Try it: Lines below containing the word "warn" should be copied out.

Records supplied:
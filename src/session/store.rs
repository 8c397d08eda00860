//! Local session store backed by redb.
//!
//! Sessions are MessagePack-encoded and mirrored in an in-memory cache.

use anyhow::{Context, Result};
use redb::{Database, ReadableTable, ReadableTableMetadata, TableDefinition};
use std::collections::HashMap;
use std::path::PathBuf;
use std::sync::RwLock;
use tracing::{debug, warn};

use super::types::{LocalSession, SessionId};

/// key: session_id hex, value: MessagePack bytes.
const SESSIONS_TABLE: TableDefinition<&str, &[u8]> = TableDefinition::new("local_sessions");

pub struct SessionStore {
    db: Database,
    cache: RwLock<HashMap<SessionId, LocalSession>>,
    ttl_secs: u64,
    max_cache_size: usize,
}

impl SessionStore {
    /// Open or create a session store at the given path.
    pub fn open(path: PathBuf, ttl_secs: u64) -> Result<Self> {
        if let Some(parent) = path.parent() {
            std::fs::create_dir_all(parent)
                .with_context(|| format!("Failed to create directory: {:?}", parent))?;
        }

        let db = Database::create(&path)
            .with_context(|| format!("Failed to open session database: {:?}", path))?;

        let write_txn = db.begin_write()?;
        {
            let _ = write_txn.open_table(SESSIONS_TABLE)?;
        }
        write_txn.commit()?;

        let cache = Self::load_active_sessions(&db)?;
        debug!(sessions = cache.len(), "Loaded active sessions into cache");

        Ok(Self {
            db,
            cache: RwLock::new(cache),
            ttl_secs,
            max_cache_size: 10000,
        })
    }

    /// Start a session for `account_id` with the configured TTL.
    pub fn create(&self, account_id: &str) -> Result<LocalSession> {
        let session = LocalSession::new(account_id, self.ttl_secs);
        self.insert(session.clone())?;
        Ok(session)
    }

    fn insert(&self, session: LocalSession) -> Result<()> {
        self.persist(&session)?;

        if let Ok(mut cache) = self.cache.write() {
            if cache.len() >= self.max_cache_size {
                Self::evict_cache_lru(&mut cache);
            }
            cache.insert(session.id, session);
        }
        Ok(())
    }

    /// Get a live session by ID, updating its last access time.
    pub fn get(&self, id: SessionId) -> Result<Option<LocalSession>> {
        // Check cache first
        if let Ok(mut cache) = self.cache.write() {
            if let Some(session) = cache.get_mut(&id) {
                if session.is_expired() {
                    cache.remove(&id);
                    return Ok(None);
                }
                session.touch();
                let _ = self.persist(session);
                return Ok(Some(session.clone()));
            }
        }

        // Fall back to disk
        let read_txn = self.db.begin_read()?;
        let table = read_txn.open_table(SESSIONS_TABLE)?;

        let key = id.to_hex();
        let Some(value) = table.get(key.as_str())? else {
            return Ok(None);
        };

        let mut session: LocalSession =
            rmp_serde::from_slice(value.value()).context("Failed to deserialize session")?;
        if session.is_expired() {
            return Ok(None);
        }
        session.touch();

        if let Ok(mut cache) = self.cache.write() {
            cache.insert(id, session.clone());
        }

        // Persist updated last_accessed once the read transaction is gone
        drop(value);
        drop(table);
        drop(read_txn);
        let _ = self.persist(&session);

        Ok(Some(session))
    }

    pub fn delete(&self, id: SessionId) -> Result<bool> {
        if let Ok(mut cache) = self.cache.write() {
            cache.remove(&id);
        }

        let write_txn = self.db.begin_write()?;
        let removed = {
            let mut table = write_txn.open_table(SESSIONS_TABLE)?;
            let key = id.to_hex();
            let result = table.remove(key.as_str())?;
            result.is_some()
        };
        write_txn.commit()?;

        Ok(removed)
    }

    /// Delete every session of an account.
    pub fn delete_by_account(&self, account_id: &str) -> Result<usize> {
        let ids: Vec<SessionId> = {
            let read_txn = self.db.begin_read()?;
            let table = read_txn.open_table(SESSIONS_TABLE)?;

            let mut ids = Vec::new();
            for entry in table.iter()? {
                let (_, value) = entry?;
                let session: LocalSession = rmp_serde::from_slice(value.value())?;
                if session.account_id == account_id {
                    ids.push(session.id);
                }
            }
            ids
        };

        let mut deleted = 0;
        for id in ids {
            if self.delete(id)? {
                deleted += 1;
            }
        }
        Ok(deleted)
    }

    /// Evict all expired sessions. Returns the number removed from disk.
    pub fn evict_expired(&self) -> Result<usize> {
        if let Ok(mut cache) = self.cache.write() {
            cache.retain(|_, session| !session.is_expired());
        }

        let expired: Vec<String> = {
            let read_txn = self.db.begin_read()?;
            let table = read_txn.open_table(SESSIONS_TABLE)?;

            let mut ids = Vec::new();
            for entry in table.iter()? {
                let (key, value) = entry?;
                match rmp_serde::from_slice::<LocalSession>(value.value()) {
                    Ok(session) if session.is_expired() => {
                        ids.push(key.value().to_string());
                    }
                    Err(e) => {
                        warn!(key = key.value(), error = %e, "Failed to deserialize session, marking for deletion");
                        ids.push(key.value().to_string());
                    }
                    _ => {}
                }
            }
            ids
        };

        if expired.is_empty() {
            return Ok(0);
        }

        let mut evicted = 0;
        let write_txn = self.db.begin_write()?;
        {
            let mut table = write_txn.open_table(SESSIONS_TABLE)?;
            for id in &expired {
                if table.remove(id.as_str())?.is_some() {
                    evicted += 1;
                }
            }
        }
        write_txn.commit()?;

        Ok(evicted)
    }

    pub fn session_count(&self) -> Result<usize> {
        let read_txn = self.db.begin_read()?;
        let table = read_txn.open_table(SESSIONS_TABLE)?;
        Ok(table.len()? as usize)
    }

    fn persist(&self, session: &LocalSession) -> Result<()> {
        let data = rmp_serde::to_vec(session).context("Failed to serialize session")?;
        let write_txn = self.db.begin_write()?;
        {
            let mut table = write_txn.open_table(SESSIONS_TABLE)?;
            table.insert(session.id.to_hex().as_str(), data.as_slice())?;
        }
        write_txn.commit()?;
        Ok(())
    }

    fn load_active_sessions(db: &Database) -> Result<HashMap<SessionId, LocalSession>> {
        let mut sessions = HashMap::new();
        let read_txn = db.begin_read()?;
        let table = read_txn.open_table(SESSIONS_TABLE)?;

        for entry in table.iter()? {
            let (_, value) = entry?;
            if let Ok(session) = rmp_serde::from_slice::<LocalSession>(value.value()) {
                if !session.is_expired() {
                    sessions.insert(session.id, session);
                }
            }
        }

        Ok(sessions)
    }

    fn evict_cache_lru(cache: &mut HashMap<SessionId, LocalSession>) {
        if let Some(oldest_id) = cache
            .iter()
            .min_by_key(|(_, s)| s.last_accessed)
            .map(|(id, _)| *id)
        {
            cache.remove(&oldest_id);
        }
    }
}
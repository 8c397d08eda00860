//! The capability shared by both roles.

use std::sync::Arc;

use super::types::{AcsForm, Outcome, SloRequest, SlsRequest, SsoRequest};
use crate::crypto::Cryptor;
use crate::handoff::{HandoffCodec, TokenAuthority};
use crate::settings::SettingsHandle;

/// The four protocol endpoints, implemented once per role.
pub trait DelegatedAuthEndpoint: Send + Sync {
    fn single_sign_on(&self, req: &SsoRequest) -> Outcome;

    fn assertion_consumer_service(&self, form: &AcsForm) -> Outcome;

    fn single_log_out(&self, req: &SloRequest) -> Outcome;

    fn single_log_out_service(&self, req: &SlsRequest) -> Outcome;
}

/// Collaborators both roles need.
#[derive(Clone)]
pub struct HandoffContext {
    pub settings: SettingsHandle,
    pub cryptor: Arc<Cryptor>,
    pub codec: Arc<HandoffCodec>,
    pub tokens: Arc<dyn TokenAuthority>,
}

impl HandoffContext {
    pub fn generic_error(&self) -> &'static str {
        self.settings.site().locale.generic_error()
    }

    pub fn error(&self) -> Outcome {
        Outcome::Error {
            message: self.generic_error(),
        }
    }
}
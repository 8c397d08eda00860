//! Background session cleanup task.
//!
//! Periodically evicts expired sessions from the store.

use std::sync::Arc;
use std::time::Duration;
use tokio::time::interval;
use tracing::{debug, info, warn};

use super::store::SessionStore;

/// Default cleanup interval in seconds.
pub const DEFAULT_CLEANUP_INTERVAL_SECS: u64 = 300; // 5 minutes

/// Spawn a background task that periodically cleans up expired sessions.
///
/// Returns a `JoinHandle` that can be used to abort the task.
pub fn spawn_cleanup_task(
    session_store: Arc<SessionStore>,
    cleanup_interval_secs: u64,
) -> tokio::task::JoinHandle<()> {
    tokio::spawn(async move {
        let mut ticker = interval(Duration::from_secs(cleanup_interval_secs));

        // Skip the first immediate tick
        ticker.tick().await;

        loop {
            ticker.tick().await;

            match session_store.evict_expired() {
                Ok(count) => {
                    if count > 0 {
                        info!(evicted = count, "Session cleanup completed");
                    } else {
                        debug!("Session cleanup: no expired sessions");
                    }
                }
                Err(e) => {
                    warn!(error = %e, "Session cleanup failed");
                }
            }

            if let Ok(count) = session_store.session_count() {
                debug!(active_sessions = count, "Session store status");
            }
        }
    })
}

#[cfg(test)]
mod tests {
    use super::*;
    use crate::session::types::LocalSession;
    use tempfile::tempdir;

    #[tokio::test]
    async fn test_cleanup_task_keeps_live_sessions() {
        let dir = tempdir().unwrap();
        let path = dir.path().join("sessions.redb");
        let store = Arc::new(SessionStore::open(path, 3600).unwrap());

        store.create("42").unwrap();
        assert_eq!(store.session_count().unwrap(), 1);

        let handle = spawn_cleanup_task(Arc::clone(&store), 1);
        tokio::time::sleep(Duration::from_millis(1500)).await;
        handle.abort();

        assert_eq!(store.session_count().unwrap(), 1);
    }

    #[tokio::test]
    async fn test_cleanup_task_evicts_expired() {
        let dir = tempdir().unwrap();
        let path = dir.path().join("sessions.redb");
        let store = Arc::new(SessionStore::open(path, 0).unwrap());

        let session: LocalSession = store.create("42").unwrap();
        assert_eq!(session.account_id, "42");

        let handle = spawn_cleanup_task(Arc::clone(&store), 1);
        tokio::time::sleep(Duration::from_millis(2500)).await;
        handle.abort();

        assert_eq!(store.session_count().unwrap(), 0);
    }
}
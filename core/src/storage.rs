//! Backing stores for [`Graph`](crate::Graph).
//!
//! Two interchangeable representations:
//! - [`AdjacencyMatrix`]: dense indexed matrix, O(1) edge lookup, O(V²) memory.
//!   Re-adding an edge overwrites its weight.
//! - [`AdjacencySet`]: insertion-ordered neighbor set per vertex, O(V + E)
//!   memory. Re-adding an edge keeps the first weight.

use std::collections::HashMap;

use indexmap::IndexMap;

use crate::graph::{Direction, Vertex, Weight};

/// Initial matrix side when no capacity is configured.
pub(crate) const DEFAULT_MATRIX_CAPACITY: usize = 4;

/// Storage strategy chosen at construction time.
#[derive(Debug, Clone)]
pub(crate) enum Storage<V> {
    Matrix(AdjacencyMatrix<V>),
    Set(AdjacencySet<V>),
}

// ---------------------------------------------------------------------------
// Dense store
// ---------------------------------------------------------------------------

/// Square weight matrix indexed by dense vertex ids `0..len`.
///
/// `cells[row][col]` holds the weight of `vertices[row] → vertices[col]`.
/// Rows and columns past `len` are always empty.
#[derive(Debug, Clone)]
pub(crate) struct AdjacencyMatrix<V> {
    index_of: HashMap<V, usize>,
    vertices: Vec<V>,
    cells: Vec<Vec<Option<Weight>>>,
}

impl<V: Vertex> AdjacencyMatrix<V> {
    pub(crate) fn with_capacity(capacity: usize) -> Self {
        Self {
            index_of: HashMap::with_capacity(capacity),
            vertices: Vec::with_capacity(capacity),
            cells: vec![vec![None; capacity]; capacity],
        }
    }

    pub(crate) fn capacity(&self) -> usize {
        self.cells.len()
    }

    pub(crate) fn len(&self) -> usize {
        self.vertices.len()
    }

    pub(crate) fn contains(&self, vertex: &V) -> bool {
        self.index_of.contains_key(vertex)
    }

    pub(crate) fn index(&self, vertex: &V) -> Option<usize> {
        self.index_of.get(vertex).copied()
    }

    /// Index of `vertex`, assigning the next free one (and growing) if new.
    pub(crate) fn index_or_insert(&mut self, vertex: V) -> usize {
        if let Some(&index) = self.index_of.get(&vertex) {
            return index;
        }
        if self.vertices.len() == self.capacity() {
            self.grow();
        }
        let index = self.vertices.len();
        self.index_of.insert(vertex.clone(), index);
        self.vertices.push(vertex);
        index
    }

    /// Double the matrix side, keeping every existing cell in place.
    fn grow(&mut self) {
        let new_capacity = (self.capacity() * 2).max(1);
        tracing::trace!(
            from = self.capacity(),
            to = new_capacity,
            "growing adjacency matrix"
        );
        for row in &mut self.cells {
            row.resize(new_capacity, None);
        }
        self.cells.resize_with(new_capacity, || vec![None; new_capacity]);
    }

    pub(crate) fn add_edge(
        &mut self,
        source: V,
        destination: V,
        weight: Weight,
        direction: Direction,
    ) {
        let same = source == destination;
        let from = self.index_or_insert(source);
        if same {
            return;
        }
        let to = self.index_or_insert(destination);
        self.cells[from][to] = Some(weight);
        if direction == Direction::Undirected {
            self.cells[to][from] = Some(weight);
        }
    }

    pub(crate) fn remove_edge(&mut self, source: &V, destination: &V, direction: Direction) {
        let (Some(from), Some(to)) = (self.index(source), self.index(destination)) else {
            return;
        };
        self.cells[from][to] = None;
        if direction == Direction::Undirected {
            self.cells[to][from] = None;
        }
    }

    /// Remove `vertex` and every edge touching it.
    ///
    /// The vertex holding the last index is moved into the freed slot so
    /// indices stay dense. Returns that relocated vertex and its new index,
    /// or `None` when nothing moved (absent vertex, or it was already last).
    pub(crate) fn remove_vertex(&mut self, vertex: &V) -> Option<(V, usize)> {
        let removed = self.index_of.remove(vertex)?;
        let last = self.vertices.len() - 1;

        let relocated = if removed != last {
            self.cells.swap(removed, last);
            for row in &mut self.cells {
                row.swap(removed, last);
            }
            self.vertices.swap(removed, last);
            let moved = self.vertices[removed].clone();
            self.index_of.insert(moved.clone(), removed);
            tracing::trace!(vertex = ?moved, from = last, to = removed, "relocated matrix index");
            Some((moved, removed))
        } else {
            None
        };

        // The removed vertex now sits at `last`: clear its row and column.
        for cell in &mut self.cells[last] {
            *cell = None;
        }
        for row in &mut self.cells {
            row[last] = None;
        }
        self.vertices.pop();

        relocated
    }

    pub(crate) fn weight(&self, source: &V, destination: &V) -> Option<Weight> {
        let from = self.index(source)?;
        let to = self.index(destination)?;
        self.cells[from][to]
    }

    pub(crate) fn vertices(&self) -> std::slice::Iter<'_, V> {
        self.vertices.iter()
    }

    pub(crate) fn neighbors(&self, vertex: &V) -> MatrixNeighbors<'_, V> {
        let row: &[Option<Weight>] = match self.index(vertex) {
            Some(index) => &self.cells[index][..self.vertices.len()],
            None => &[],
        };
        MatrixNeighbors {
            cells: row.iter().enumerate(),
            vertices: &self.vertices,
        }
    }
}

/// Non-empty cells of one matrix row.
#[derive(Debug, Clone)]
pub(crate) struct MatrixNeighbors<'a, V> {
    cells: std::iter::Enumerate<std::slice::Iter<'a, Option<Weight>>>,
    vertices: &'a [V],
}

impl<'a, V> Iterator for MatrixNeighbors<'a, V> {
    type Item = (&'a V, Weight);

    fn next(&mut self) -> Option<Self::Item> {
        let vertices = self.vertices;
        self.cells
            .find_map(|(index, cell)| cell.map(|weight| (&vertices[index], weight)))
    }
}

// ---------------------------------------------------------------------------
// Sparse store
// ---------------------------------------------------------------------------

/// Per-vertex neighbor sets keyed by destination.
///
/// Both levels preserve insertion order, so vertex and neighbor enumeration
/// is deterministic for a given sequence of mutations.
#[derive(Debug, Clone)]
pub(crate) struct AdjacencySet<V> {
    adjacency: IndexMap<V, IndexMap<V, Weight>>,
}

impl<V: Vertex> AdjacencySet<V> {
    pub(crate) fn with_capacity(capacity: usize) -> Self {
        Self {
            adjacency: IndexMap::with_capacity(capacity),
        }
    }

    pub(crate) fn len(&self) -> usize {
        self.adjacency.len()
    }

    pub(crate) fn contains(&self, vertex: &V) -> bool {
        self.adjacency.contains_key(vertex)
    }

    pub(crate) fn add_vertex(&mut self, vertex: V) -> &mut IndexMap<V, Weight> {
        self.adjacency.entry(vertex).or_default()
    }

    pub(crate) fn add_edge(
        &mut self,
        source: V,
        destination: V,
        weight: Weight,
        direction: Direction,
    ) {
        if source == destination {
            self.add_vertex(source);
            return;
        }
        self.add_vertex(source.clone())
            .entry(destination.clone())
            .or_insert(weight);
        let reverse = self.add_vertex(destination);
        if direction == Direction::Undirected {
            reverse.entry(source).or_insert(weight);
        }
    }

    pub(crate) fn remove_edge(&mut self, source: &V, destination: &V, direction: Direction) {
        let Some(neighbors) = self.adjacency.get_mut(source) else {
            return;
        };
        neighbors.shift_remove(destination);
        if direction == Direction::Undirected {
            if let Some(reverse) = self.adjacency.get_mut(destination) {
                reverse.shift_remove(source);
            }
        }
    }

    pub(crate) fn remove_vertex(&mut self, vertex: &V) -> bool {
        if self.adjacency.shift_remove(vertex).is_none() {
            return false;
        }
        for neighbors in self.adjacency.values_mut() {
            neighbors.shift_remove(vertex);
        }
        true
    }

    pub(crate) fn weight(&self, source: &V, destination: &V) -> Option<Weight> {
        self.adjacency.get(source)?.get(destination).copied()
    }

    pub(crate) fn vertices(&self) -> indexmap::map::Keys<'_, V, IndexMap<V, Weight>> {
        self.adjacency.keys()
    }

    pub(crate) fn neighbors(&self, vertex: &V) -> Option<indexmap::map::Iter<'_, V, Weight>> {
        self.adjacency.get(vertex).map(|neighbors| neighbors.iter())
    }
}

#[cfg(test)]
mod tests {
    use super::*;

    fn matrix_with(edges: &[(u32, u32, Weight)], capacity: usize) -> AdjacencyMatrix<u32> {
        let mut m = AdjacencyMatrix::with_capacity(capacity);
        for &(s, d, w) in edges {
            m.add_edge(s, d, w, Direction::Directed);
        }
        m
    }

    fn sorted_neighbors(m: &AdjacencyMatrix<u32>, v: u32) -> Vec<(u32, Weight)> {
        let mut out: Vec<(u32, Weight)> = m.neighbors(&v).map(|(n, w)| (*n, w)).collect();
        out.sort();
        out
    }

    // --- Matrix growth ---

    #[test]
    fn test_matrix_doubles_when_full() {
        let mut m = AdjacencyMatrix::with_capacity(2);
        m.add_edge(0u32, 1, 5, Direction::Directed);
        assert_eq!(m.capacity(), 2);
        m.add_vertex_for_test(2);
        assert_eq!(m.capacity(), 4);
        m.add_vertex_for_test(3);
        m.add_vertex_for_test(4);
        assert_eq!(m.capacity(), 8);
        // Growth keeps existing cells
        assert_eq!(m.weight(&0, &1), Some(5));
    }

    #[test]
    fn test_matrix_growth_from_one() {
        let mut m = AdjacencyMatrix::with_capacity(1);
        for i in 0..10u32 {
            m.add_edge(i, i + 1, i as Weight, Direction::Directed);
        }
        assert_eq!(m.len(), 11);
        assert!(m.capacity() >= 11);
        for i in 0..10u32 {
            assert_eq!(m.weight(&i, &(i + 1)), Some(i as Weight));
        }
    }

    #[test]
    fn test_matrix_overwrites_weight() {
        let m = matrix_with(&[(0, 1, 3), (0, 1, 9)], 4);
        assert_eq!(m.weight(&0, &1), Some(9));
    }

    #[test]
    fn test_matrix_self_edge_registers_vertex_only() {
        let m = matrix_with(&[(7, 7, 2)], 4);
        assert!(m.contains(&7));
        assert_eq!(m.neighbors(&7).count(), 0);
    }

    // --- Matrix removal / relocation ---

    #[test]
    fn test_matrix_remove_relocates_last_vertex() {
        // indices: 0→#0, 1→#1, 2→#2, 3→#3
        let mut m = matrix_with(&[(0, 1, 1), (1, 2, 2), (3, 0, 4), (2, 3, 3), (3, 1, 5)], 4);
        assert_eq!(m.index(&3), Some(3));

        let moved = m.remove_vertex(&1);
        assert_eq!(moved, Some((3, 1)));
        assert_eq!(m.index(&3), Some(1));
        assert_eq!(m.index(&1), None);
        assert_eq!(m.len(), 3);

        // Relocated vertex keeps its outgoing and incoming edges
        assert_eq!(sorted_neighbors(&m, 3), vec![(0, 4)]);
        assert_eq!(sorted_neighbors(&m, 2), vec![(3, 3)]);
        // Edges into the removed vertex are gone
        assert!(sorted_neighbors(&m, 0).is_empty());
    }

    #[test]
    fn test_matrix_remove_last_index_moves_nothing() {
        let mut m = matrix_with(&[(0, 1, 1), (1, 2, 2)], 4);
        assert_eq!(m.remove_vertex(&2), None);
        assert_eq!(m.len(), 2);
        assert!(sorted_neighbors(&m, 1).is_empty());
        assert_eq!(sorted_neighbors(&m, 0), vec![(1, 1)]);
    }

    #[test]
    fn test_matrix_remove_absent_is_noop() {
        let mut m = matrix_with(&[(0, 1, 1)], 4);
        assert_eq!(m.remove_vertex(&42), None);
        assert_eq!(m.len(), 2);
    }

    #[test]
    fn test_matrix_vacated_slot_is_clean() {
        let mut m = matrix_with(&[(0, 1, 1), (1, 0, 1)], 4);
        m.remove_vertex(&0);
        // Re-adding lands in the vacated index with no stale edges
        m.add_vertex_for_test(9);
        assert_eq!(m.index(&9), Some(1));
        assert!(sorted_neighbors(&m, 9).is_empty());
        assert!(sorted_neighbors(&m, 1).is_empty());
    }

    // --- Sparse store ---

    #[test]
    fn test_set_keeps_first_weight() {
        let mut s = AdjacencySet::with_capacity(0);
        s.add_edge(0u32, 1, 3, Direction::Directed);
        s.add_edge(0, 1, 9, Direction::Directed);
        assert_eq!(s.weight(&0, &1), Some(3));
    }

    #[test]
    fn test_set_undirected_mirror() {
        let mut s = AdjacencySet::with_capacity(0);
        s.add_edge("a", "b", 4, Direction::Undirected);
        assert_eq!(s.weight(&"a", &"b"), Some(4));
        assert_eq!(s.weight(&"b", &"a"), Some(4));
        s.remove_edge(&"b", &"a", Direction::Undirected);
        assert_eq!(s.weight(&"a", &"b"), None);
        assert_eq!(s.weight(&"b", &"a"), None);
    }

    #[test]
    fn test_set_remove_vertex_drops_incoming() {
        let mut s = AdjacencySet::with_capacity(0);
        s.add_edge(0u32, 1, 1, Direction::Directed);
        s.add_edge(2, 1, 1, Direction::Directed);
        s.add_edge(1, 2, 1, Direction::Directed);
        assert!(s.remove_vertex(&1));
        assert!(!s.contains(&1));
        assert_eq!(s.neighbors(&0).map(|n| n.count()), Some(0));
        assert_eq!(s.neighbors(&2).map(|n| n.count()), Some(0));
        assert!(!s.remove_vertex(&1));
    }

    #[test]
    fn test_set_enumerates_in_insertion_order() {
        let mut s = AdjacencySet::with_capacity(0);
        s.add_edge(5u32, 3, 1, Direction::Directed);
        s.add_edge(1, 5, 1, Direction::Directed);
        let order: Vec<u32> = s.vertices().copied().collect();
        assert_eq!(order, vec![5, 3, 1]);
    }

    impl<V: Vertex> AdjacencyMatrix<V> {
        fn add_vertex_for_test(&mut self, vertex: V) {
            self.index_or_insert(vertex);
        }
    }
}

Task response:
use tracing::{debug, warn};
                        warn!(key = key.value(), error = %e, "Failed to deserialize session, marking for deletion");
use tracing::{debug, info, warn};
                    warn!(error = %e, "Session cleanup failed");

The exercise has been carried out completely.